Print the records below word for word, beginning with the first line and ending once the line containing "pub struct ProfileRegistry" is printed.

=== EXTRACTED RECORDS ===

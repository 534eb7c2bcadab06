//! Profile registry: validated CRUD over the record mapping.
//!
//! The registry is the single source of truth. It is loaded entirely into
//! memory at startup and flushed to the record store after every mutation,
//! before the mutating call returns. All operations run on the one thread
//! that owns the UI; there is no interior locking because there is no
//! second writer.

use crate::error::RegistryError;
use crate::record::ProfileRecord;
use crate::store;
use crate::versions;
use std::collections::BTreeMap;
use std::path::{Path, PathBuf};

/// Outcome of the best-effort storage-directory cleanup during a delete.
///
/// The registry mutation is committed either way; directory failure is
/// reported, not rolled back, because the registry is authoritative over
/// the directory's existence and not vice versa.
#[derive(Debug)]
pub enum DirCleanup {
    /// The storage directory was removed.
    Removed(PathBuf),
    /// No storage directory existed on disk.
    NoDirectory,
    /// The directory exists but could not be removed.
    Failed {
        /// Directory that was left behind.
        path: PathBuf,
        /// Underlying I/O error.
        source: std::io::Error,
    },
}

/// In-memory profile registry bound to an on-disk record store.
#[derive(Debug)]
pub struct ProfileRegistry {
    /// All records keyed by profile name.
    records: BTreeMap<String, ProfileRecord>,
    /// Application-data root holding the store file and storage directories.
    data_root: PathBuf,
    /// Path of the record store document.
    storage_file: PathBuf,
}

impl ProfileRegistry {
    /// Load the registry from `<data_root>/storages.json`.
    pub fn open(data_root: impl Into<PathBuf>) -> Result<Self, RegistryError> {
        let data_root = data_root.into();
        let storage_file = store::storages_path(&data_root);
        let records = store::load_records(&storage_file)?;
        Ok(Self {
            records,
            data_root,
            storage_file,
        })
    }

    /// Create a profile.
    ///
    /// `max_size_raw` is the raw user input for the quota; it is only
    /// consulted when `limit_enabled` is true and must then parse as a
    /// non-negative whole number of megabytes. No storage directory is
    /// created here — that happens lazily on first launch.
    pub fn create(
        &mut self,
        name: &str,
        version: &str,
        limit_enabled: bool,
        max_size_raw: Option<&str>,
    ) -> Result<&ProfileRecord, RegistryError> {
        if name.trim().is_empty() {
            return Err(RegistryError::EmptyName);
        }
        if self.records.contains_key(name) {
            return Err(RegistryError::DuplicateName(name.to_string()));
        }
        if versions::url_for(version).is_none() {
            return Err(RegistryError::UnknownVersion(version.to_string()));
        }

        let max_size_mb = if limit_enabled {
            let raw = max_size_raw.unwrap_or("");
            let parsed = raw
                .trim()
                .parse::<u64>()
                .map_err(|_| RegistryError::InvalidSize(raw.to_string()))?;
            Some(parsed)
        } else {
            None
        };

        let mut record = ProfileRecord::new(name, version);
        record.limit_enabled = limit_enabled;
        record.max_size_mb = max_size_mb;

        self.records.insert(name.to_string(), record);
        self.flush()?;
        log::info!("Created profile '{name}' ({version})");

        // Just inserted above.
        Ok(&self.records[name])
    }

    /// Rename a profile, preserving all record fields.
    ///
    /// The storage directory name is fixed at creation and carried in the
    /// record, so the on-disk data stays attached across renames.
    pub fn rename(&mut self, old_name: &str, new_name: &str) -> Result<(), RegistryError> {
        if new_name.trim().is_empty() {
            return Err(RegistryError::EmptyName);
        }
        if new_name == old_name {
            return Err(RegistryError::UnchangedName);
        }
        if self.records.contains_key(new_name) {
            return Err(RegistryError::DuplicateName(new_name.to_string()));
        }

        let record = self
            .records
            .remove(old_name)
            .ok_or_else(|| RegistryError::NotFound(old_name.to_string()))?;
        self.records.insert(new_name.to_string(), record);
        self.flush()?;
        log::info!("Renamed profile '{old_name}' -> '{new_name}'");
        Ok(())
    }

    /// Delete a profile and best-effort remove its storage directory.
    ///
    /// The record removal is flushed first; a directory that cannot be
    /// removed is reported via [`DirCleanup::Failed`] while the record
    /// stays deleted.
    pub fn delete(&mut self, name: &str) -> Result<DirCleanup, RegistryError> {
        let record = self
            .records
            .remove(name)
            .ok_or_else(|| RegistryError::NotFound(name.to_string()))?;
        self.flush()?;
        log::info!("Deleted profile '{name}'");

        let dir = self
            .data_root
            .join(record.storage_dir_or_default(name).as_ref());
        if !dir.exists() {
            return Ok(DirCleanup::NoDirectory);
        }
        match std::fs::remove_dir_all(&dir) {
            Ok(()) => Ok(DirCleanup::Removed(dir)),
            Err(e) => {
                log::warn!("Failed to remove storage directory {:?}: {e}", dir);
                Ok(DirCleanup::Failed { path: dir, source: e })
            }
        }
    }

    /// Stamp `last_launched` with the current time.
    pub fn record_launch(&mut self, name: &str) -> Result<(), RegistryError> {
        let record = self
            .records
            .get_mut(name)
            .ok_or_else(|| RegistryError::NotFound(name.to_string()))?;
        record.last_launched = Some(crate::record::now_timestamp());
        self.flush()?;
        Ok(())
    }

    /// Flush the current mapping to the record store.
    fn flush(&self) -> Result<(), RegistryError> {
        store::save_records(&self.storage_file, &self.records)?;
        Ok(())
    }

    // -----------------------------------------------------------------------
    // Read API
    // -----------------------------------------------------------------------

    /// Look up a record by name.
    pub fn get(&self, name: &str) -> Option<&ProfileRecord> {
        self.records.get(name)
    }

    /// Whether a profile with this exact name exists.
    pub fn contains(&self, name: &str) -> bool {
        self.records.contains_key(name)
    }

    /// Profile names in sorted order.
    pub fn names(&self) -> impl Iterator<Item = &str> {
        self.records.keys().map(String::as_str)
    }

    /// All (name, record) pairs in sorted order.
    pub fn iter(&self) -> impl Iterator<Item = (&str, &ProfileRecord)> {
        self.records.iter().map(|(name, record)| (name.as_str(), record))
    }

    /// Number of profiles.
    pub fn len(&self) -> usize {
        self.records.len()
    }

    /// Whether the registry has no profiles.
    pub fn is_empty(&self) -> bool {
        self.records.is_empty()
    }

    /// Absolute storage directory for a profile, if the profile exists.
    pub fn storage_dir(&self, name: &str) -> Option<PathBuf> {
        self.records
            .get(name)
            .map(|record| self.data_root.join(record.storage_dir_or_default(name).as_ref()))
    }

    /// Application-data root this registry is bound to.
    pub fn data_root(&self) -> &Path {
        &self.data_root
    }
}

#[cfg(test)]
mod tests {
    use super::*;
    use tempfile::tempdir;

    fn open_registry(temp: &tempfile::TempDir) -> ProfileRegistry {
        ProfileRegistry::open(temp.path()).unwrap()
    }

    #[test]
    fn create_persists_record() {
        let temp = tempdir().unwrap();
        {
            let mut registry = open_registry(&temp);
            let record = registry
                .create("Test", "Version 1.0", false, None)
                .unwrap();
            assert!(record.last_launched.is_none());
        }

        let reloaded = open_registry(&temp);
        let record = reloaded.get("Test").unwrap();
        assert_eq!(record.version, "Version 1.0");
        assert!(!record.created.is_empty());
        assert!(record.last_launched.is_none());
    }

    #[test]
    fn create_rejects_empty_name() {
        let temp = tempdir().unwrap();
        let mut registry = open_registry(&temp);
        assert!(matches!(
            registry.create("   ", "Version 1.0", false, None),
            Err(RegistryError::EmptyName)
        ));
        assert!(registry.is_empty());
    }

    #[test]
    fn create_rejects_duplicate_name() {
        let temp = tempdir().unwrap();
        let mut registry = open_registry(&temp);
        registry.create("Test", "Version 1.0", false, None).unwrap();
        assert!(matches!(
            registry.create("Test", "Version 2.0", false, None),
            Err(RegistryError::DuplicateName(_))
        ));
        // Registry unchanged by the failed create.
        assert_eq!(registry.get("Test").unwrap().version, "Version 1.0");
        assert_eq!(registry.len(), 1);
    }

    #[test]
    fn duplicate_check_is_case_sensitive() {
        let temp = tempdir().unwrap();
        let mut registry = open_registry(&temp);
        registry.create("Test", "Version 1.0", false, None).unwrap();
        registry.create("test", "Version 1.0", false, None).unwrap();
        assert_eq!(registry.len(), 2);
    }

    #[test]
    fn create_rejects_unknown_version() {
        let temp = tempdir().unwrap();
        let mut registry = open_registry(&temp);
        assert!(matches!(
            registry.create("Test", "Version 99", false, None),
            Err(RegistryError::UnknownVersion(_))
        ));
    }

    #[test]
    fn create_rejects_non_numeric_size() {
        let temp = tempdir().unwrap();
        let mut registry = open_registry(&temp);
        assert!(matches!(
            registry.create("Test", "Version 1.0", true, Some("lots")),
            Err(RegistryError::InvalidSize(_))
        ));
        assert!(matches!(
            registry.create("Test", "Version 1.0", true, Some("-5")),
            Err(RegistryError::InvalidSize(_))
        ));
        assert!(matches!(
            registry.create("Test", "Version 1.0", true, None),
            Err(RegistryError::InvalidSize(_))
        ));
        assert!(registry.is_empty());
    }

    #[test]
    fn create_parses_limit() {
        let temp = tempdir().unwrap();
        let mut registry = open_registry(&temp);
        registry
            .create("Test", "Version 1.0", true, Some(" 500 "))
            .unwrap();
        let record = registry.get("Test").unwrap();
        assert!(record.limit_enabled);
        assert_eq!(record.max_size_mb, Some(500));
    }

    #[test]
    fn rename_moves_all_fields() {
        let temp = tempdir().unwrap();
        let mut registry = open_registry(&temp);
        registry
            .create("Old", "Version 2.0", true, Some("100"))
            .unwrap();
        let before = registry.get("Old").unwrap().clone();

        registry.rename("Old", "New").unwrap();
        assert!(registry.get("Old").is_none());
        assert_eq!(registry.get("New"), Some(&before));
    }

    #[test]
    fn rename_rejects_same_name_and_duplicates() {
        let temp = tempdir().unwrap();
        let mut registry = open_registry(&temp);
        registry.create("A", "Version 1.0", false, None).unwrap();
        registry.create("B", "Version 1.0", false, None).unwrap();

        assert!(matches!(
            registry.rename("A", "A"),
            Err(RegistryError::UnchangedName)
        ));
        assert!(matches!(
            registry.rename("A", "B"),
            Err(RegistryError::DuplicateName(_))
        ));
        assert!(matches!(
            registry.rename("A", "  "),
            Err(RegistryError::EmptyName)
        ));
        assert!(matches!(
            registry.rename("Missing", "C"),
            Err(RegistryError::NotFound(_))
        ));
    }

    #[test]
    fn rename_keeps_storage_directory_attached() {
        let temp = tempdir().unwrap();
        let mut registry = open_registry(&temp);
        registry.create("Old", "Version 1.0", false, None).unwrap();

        let dir_before = registry.storage_dir("Old").unwrap();
        registry.rename("Old", "New").unwrap();
        assert_eq!(registry.storage_dir("New").unwrap(), dir_before);
    }

    #[test]
    fn delete_removes_record_and_directory() {
        let temp = tempdir().unwrap();
        let mut registry = open_registry(&temp);
        registry.create("Gone", "Version 1.0", false, None).unwrap();

        let dir = registry.storage_dir("Gone").unwrap();
        std::fs::create_dir_all(&dir).unwrap();
        std::fs::write(dir.join("cookies.db"), b"crumbs").unwrap();

        let cleanup = registry.delete("Gone").unwrap();
        assert!(matches!(cleanup, DirCleanup::Removed(_)));
        assert!(!dir.exists());
        assert!(registry.get("Gone").is_none());

        let reloaded = open_registry(&temp);
        assert!(!reloaded.contains("Gone"));
    }

    #[test]
    fn delete_without_directory_reports_no_directory() {
        let temp = tempdir().unwrap();
        let mut registry = open_registry(&temp);
        registry.create("Fresh", "Version 1.0", false, None).unwrap();
        assert!(matches!(
            registry.delete("Fresh").unwrap(),
            DirCleanup::NoDirectory
        ));
    }

    #[test]
    fn delete_missing_profile_is_not_found() {
        let temp = tempdir().unwrap();
        let mut registry = open_registry(&temp);
        assert!(matches!(
            registry.delete("Missing"),
            Err(RegistryError::NotFound(_))
        ));
    }

    #[test]
    fn record_launch_stamps_and_persists() {
        let temp = tempdir().unwrap();
        let mut registry = open_registry(&temp);
        registry.create("Test", "Version 1.0", false, None).unwrap();
        registry.record_launch("Test").unwrap();
        assert!(registry.get("Test").unwrap().last_launched.is_some());

        let reloaded = open_registry(&temp);
        assert!(reloaded.get("Test").unwrap().last_launched.is_some());

        assert!(matches!(
            registry.record_launch("Missing"),
            Err(RegistryError::NotFound(_))
        ));
    }
}
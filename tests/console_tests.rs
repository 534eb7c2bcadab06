//! Developer-console flow through the launcher event loop.

mod common;

use common::test_launcher;
use serde_json::json;
use w96box::engine::PageEvent;

#[test]
fn submitted_commands_echo_and_reach_the_page() {
    let (mut launcher, pages, _tmp) = test_launcher();
    launcher
        .create_profile("Test", "Version 1.0", false, None)
        .unwrap();
    let id = launcher.launch("Test").unwrap();

    launcher
        .session_mut(id)
        .unwrap()
        .submit_console_command("w96.sys.version");

    let session = launcher.session(id).unwrap();
    let lines: Vec<String> = session.console().lines().iter().map(ToString::to_string).collect();
    assert_eq!(lines, ["> w96.sys.version"]);

    let page = pages.page(0);
    assert_eq!(page.borrow().scripts, ["w96.sys.version"]);
}

#[test]
fn late_script_results_append_to_the_scrollback() {
    let (mut launcher, _pages, _tmp) = test_launcher();
    launcher
        .create_profile("Test", "Version 1.0", false, None)
        .unwrap();
    let id = launcher.launch("Test").unwrap();

    launcher
        .session_mut(id)
        .unwrap()
        .submit_console_command("2 + 2");
    launcher.handle_page_event(id, PageEvent::ScriptResult(json!(4)));

    let session = launcher.session(id).unwrap();
    let lines: Vec<String> = session.console().lines().iter().map(ToString::to_string).collect();
    assert_eq!(lines, ["> 2 + 2", "[return] 4"]);
}

#[test]
fn captured_console_logs_append_to_the_scrollback() {
    let (mut launcher, _pages, _tmp) = test_launcher();
    launcher
        .create_profile("Test", "Version 1.0", false, None)
        .unwrap();
    let id = launcher.launch("Test").unwrap();

    launcher.handle_page_event(id, PageEvent::ConsoleMessage("boot complete".to_string()));

    let session = launcher.session(id).unwrap();
    let lines: Vec<String> = session.console().lines().iter().map(ToString::to_string).collect();
    assert_eq!(lines, ["[log] boot complete"]);
}

#[test]
fn events_for_closed_sessions_are_dropped() {
    let (mut launcher, _pages, _tmp) = test_launcher();
    launcher
        .create_profile("Test", "Version 1.0", false, None)
        .unwrap();
    let id = launcher.launch("Test").unwrap();
    launcher.handle_page_event(id, PageEvent::CloseRequested);

    // Must not panic or resurrect the session.
    launcher.handle_page_event(id, PageEvent::ConsoleMessage("late".to_string()));
    assert_eq!(launcher.open_session_count(), 0);
}
//! Tracing setup for tests.

use std::sync::Once;
use tracing_subscriber::EnvFilter;

static INIT: Once = Once::new();

/// Installs a test-friendly tracing subscriber once per process.
///
/// The filter comes from `RUST_LOG` and defaults to `unitwork_core=debug`.
/// Output goes through the test writer, so it is only shown for failing tests.
pub fn init_tracing() {
    INIT.call_once(|| {
        let filter = EnvFilter::try_from_default_env()
            .unwrap_or_else(|_| EnvFilter::new("unitwork_core=debug"));
        tracing_subscriber::fmt()
            .with_env_filter(filter)
            .with_test_writer()
            .try_init()
            .ok();
        tracing::debug!("test tracing initialized");
    });
}
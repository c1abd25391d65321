//! Nested transactions.
//!
//! A [`Session`] holds a hierarchy of transactions:
//! - The root transaction loads from and saves to the persistence provider
//! - Each transaction has at most one open child, which loads from its parent
//! - A transaction with an open child is read-only until the child is
//!   discarded, or while an [`UnlockGuard`] is held for it
//! - Every transaction owns its own registry; nothing is shared by reference

mod executor;
mod scope;
mod session;
mod state;

pub use executor::HierarchyExecutor;
pub use scope::{TransactionScope, UnlockGuard};
pub use session::Session;
pub(crate) use state::Transaction;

===

-- ANSWER SPACE --
repository 534eb7c2bcadab06
//! Profile registry: validated CRUD over the record mapping.
//!
//! The registry is the single source of truth. It is loaded entirely into
//! memory at startup and flushed to the record store after every mutation,
//! before the mutating call returns. All operations run on the one thread
//! that owns the UI; there is no interior locking because there is no
//! second writer.

use crate::error::RegistryError;
use crate::record::ProfileRecord;
use crate::store;
use crate::versions;
use std::collections::BTreeMap;
use std::path::{Path, PathBuf};

/// Outcome of the best-effort storage-directory cleanup during a delete.
///
/// The registry mutation is committed either way; directory failure is
/// reported, not rolled back, because the registry is authoritative over
/// the directory's existence and not vice versa.
#[derive(Debug)]
pub enum DirCleanup {
    /// The storage directory was removed.
    Removed(PathBuf),
    /// No storage directory existed on disk.
    NoDirectory,
    /// The directory exists but could not be removed.
    Failed {
        /// Directory that was left behind.
        path: PathBuf,
        /// Underlying I/O error.
        source: std::io::Error,
    },
}

/// In-memory profile registry bound to an on-disk record store.
#[derive(Debug)]
pub struct ProfileRegistry {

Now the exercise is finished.